- Work to be completed -
Print each line from the start of the records below up through the line where "pub fn new(config: &SyncConfig, collapse: CollapseView)" is found, exactly as given.

Stored data entries:
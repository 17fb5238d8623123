//! Drives direction tracking, section detection and panel sync together.

use std::time::{Duration, Instant};

use crate::collapse::{CollapseView, Subscription};
use crate::config::SyncConfig;
use crate::detector::ActiveSectionDetector;
use crate::direction::{ScrollDirection, ScrollDirectionTracker};
use crate::panel::{PanelSynchronizer, TocPanel};
use crate::throttle::FrameThrottle;
use crate::toc::TocTree;
use crate::visibility::VisibilitySource;

/// Live TOC state for one document view.
///
/// The host feeds scroll offsets through [`TocSync::on_scroll`] as they
/// arrive and calls [`TocSync::on_frame`] once per rendered frame.
pub struct TocSync {
    tracker: ScrollDirectionTracker,
    throttle: FrameThrottle,
    detector: ActiveSectionDetector,
    panel: PanelSynchronizer,
    collapse: CollapseView,
    panel_hidden: bool,
}

impl TocSync {
    pub fn new(config: &SyncConfig, collapse: CollapseView) -> Self {
        let tracker = ScrollDirectionTracker::new();
        let detector = ActiveSectionDetector::new(config.strategy(), tracker.handle());
        Self {
            tracker,
            throttle: FrameThrottle::new(),
            detector,
            panel: PanelSynchronizer::new(config.panel_policy, config.debounce(), config.panel_padding),
            collapse,
            panel_hidden: false,
        }
    }

    /// Switches to a new document's headings.
    pub fn set_toc(&mut self, tree: &TocTree, source: &mut dyn VisibilitySource) {
        self.panel.cancel();
        self.detector.set_ids(tree.ids(), source);
        self.throttle.request();
    }

    /// Records the new scroll offset. Direction is updated immediately;
    /// detection waits for the next frame.
    pub fn on_scroll(&mut self, offset: f32) -> ScrollDirection {
        let direction = self.tracker.observe(offset);
        self.throttle.request();
        direction
    }

    /// Heading visibility changed for a reason other than scrolling, such
    /// as a resize or relayout. Recomputes right away.
    pub fn on_visibility_change(&mut self, source: &dyn VisibilitySource, now: Instant) -> bool {
        self.recompute(source, now)
    }

    /// Runs the throttled detection and fires a due panel scroll.
    /// Returns true if the active id changed.
    ///
    /// While the panel is collapsed detection keeps running but the panel is
    /// left alone. Expanding it schedules a scroll to the current entry.
    pub fn on_frame(
        &mut self,
        now: Instant,
        source: &dyn VisibilitySource,
        panel: &mut dyn TocPanel,
    ) -> bool {
        let changed = self.throttle.take() && self.recompute(source, now);
        if self.collapse.get() {
            if !self.panel_hidden {
                log::debug!("TOC panel hidden, pausing auto-scroll");
                self.panel_hidden = true;
            }
            self.panel.cancel();
            return changed;
        }
        if std::mem::take(&mut self.panel_hidden) {
            self.panel
                .schedule(self.detector.active_id(), self.tracker.direction(), now);
        }
        self.panel.poll(now, panel);
        changed
    }

    fn recompute(&mut self, source: &dyn VisibilitySource, now: Instant) -> bool {
        if !self.detector.recompute(source) {
            return false;
        }
        self.panel
            .schedule(self.detector.active_id(), self.tracker.direction(), now);
        true
    }

    /// Unregisters from the visibility source and drops pending work.
    pub fn teardown(&mut self, source: &mut dyn VisibilitySource) {
        self.panel.cancel();
        self.throttle.take();
        self.detector.teardown(source);
    }

    pub fn active_id(&self) -> Option<&str> {
        self.detector.active_id()
    }

    pub fn direction(&self) -> ScrollDirection {
        self.tracker.direction()
    }

    /// Whether another frame is needed soon, and how soon.
    pub fn next_frame_in(&self, now: Instant) -> Option<Duration> {
        if self.throttle.is_scheduled() {
            return Some(Duration::ZERO);
        }
        self.panel.remaining(now)
    }

    pub fn is_collapsed(&self) -> bool {
        self.collapse.get()
    }

    pub fn subscribe_collapsed<F>(&self, listener: F) -> Subscription
    where
        F: Fn(bool) + Send + Sync + 'static,
    {
        self.collapse.subscribe(listener)
    }
}

#[cfg(test)]
mod tests {
    use super::*;
    use std::sync::atomic::{AtomicBool, Ordering};
    use std::sync::Arc;

    use crate::collapse::CollapseStore;
    use crate::panel::LinkBounds;
    use crate::testing::{FakeDocument, FakePanel};
    use crate::toc::TocEntry;
    use crate::ui::OutlinePanel;

    fn tree() -> TocTree {
        TocTree::new(vec![
            TocEntry::new("h1", "One", 1),
            TocEntry::new("h2", "Two", 1),
            TocEntry::new("h3", "Three", 1),
        ])
        .unwrap()
    }

    fn document() -> FakeDocument {
        FakeDocument::new(1000.0)
            .heading("h1", 300.0)
            .heading("h2", 1300.0)
            .heading("h3", 2300.0)
    }

    fn panel() -> FakePanel {
        FakePanel::new(40.0)
            .link("h1", 0.0, 20.0)
            .link("h2", 20.0, 20.0)
            .link("h3", 40.0, 20.0)
    }

    fn engine(store: &Arc<CollapseStore>) -> TocSync {
        let config = SyncConfig {
            debounce_ms: 0,
            ..SyncConfig::default()
        };
        TocSync::new(&config, store.view())
    }

    #[test]
    fn scroll_bursts_recompute_once_per_frame() {
        let store = Arc::new(CollapseStore::new(false));
        let mut sync = engine(&store);
        let mut doc = document();
        let mut panel = panel();
        let now = Instant::now();
        sync.set_toc(&tree(), &mut doc);

        for offset in [100.0, 120.0, 150.0] {
            sync.on_scroll(offset);
        }
        doc.scroll = 150.0;
        assert_eq!(sync.next_frame_in(now), Some(Duration::ZERO));
        assert!(sync.on_frame(now, &doc, &mut panel));
        assert_eq!(sync.active_id(), Some("h1"));

        // Nothing pending: the frame does no detection work.
        doc.scroll = 1150.0;
        assert!(!sync.on_frame(now, &doc, &mut panel));
        assert_eq!(sync.active_id(), Some("h1"));
    }

    #[test]
    fn direction_is_captured_before_detection() {
        let store = Arc::new(CollapseStore::new(false));
        let mut sync = engine(&store);
        let mut doc = FakeDocument::new(1000.0)
            .heading("h2", 1000.0)
            .heading("h3", 1080.0);
        let mut panel = panel();
        let tree = TocTree::new(vec![
            TocEntry::new("h2", "Two", 1),
            TocEntry::new("h3", "Three", 1),
        ])
        .unwrap();
        sync.set_toc(&tree, &mut doc);

        sync.on_scroll(2000.0);
        sync.on_scroll(950.0);
        doc.scroll = 950.0;
        assert_eq!(sync.direction(), ScrollDirection::Up);
        sync.on_frame(Instant::now(), &doc, &mut panel);
        assert_eq!(sync.active_id(), Some("h2"));
    }

    #[test]
    fn active_change_scrolls_panel_once() {
        let store = Arc::new(CollapseStore::new(false));
        let mut sync = engine(&store);
        let mut doc = document();
        let mut panel = panel();
        let now = Instant::now();
        sync.set_toc(&tree(), &mut doc);

        sync.on_scroll(2150.0);
        doc.scroll = 2150.0;
        sync.on_frame(now, &doc, &mut panel);
        sync.on_frame(now, &doc, &mut panel);

        assert_eq!(sync.active_id(), Some("h3"));
        assert_eq!(panel.scrolls, vec![30.0]);
    }

    #[test]
    fn visibility_change_recomputes_immediately() {
        let store = Arc::new(CollapseStore::new(false));
        let mut sync = engine(&store);
        let mut doc = document();
        sync.set_toc(&tree(), &mut doc);

        doc.scroll = 1200.0;
        assert!(sync.on_visibility_change(&doc, Instant::now()));
        assert_eq!(sync.active_id(), Some("h2"));
    }

    #[test]
    fn teardown_releases_observation_and_pending_scroll() {
        let store = Arc::new(CollapseStore::new(false));
        let config = SyncConfig::default();
        let mut sync = TocSync::new(&config, store.view());
        let mut doc = document();
        let mut panel = panel();
        let now = Instant::now();
        sync.set_toc(&tree(), &mut doc);

        doc.scroll = 2150.0;
        sync.on_scroll(2150.0);
        sync.on_frame(now, &doc, &mut panel);
        assert!(sync.next_frame_in(now).is_some());

        sync.teardown(&mut doc);
        assert!(!doc.is_observed("h1"));
        assert_eq!(sync.active_id(), None);
        assert_eq!(sync.next_frame_in(now), None);

        sync.on_frame(now + Duration::from_secs(1), &doc, &mut panel);
        assert!(panel.scrolls.is_empty());
    }

    #[test]
    fn new_toc_resets_active_id() {
        let store = Arc::new(CollapseStore::new(false));
        let mut sync = engine(&store);
        let mut doc = document();
        let mut panel = panel();
        sync.set_toc(&tree(), &mut doc);
        doc.scroll = 150.0;
        sync.on_frame(Instant::now(), &doc, &mut panel);
        assert_eq!(sync.active_id(), Some("h1"));

        sync.set_toc(&TocTree::default(), &mut doc);
        assert_eq!(sync.active_id(), None);
        sync.on_frame(Instant::now(), &doc, &mut panel);
        assert_eq!(sync.active_id(), None);
    }

    #[test]
    fn exposes_collapse_state_without_owning_it() {
        let store = Arc::new(CollapseStore::new(false));
        let sync = engine(&store);
        let flag = Arc::new(AtomicBool::new(false));
        let sink = Arc::clone(&flag);
        let _sub = sync.subscribe_collapsed(move |v| sink.store(v, Ordering::SeqCst));

        store.set(true);
        assert!(sync.is_collapsed());
        assert!(flag.load(Ordering::SeqCst));
    }

    fn record_outline(panel: &mut OutlinePanel) {
        panel.begin_frame();
        panel.record_link("h1", LinkBounds { top: 0.0, height: 20.0 });
        panel.record_link("h2", LinkBounds { top: 20.0, height: 20.0 });
        panel.record_link("h3", LinkBounds { top: 40.0, height: 20.0 });
        panel.record_viewport(0.0, 40.0);
    }

    #[test]
    fn collapsed_panel_is_not_scrolled() {
        let store = Arc::new(CollapseStore::new(false));
        let mut sync = engine(&store);
        let mut doc = document();
        let mut outline = OutlinePanel::new();
        let now = Instant::now();
        sync.set_toc(&tree(), &mut doc);
        record_outline(&mut outline);
        sync.on_frame(now, &doc, &mut outline);

        // The outline is no longer drawn, so its links go stale.
        store.set(true);
        sync.on_scroll(2150.0);
        doc.scroll = 2150.0;
        for frame in 1..=300 {
            sync.on_frame(now + Duration::from_millis(16 * frame), &doc, &mut outline);
            assert!(!outline.is_animating());
        }
        assert_eq!(sync.active_id(), Some("h3"));
        assert_eq!(outline.next_offset(), None);
        assert_eq!(sync.next_frame_in(now + Duration::from_secs(5)), None);

        // Expanding brings the current entry back into view.
        store.set(false);
        record_outline(&mut outline);
        sync.on_frame(now + Duration::from_secs(6), &doc, &mut outline);
        assert!(outline.is_animating());
        assert_eq!(outline.next_offset(), Some(7.5));
    }
}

- Answer space -
repository 17fb5238d8623123
//! Drives direction tracking, section detection and panel sync together.

use std::time::{Duration, Instant};

use crate::collapse::{CollapseView, Subscription};
use crate::config::SyncConfig;
use crate::detector::ActiveSectionDetector;
use crate::direction::{ScrollDirection, ScrollDirectionTracker};
use crate::panel::{PanelSynchronizer, TocPanel};
use crate::throttle::FrameThrottle;
use crate::toc::TocTree;
use crate::visibility::VisibilitySource;

/// Live TOC state for one document view.
///
/// The host feeds scroll offsets through [`TocSync::on_scroll`] as they
/// arrive and calls [`TocSync::on_frame`] once per rendered frame.
pub struct TocSync {
    tracker: ScrollDirectionTracker,
    throttle: FrameThrottle,
    detector: ActiveSectionDetector,
    panel: PanelSynchronizer,
    collapse: CollapseView,
    panel_hidden: bool,
}

impl TocSync {
    pub fn new(config: &SyncConfig, collapse: CollapseView) -> Self {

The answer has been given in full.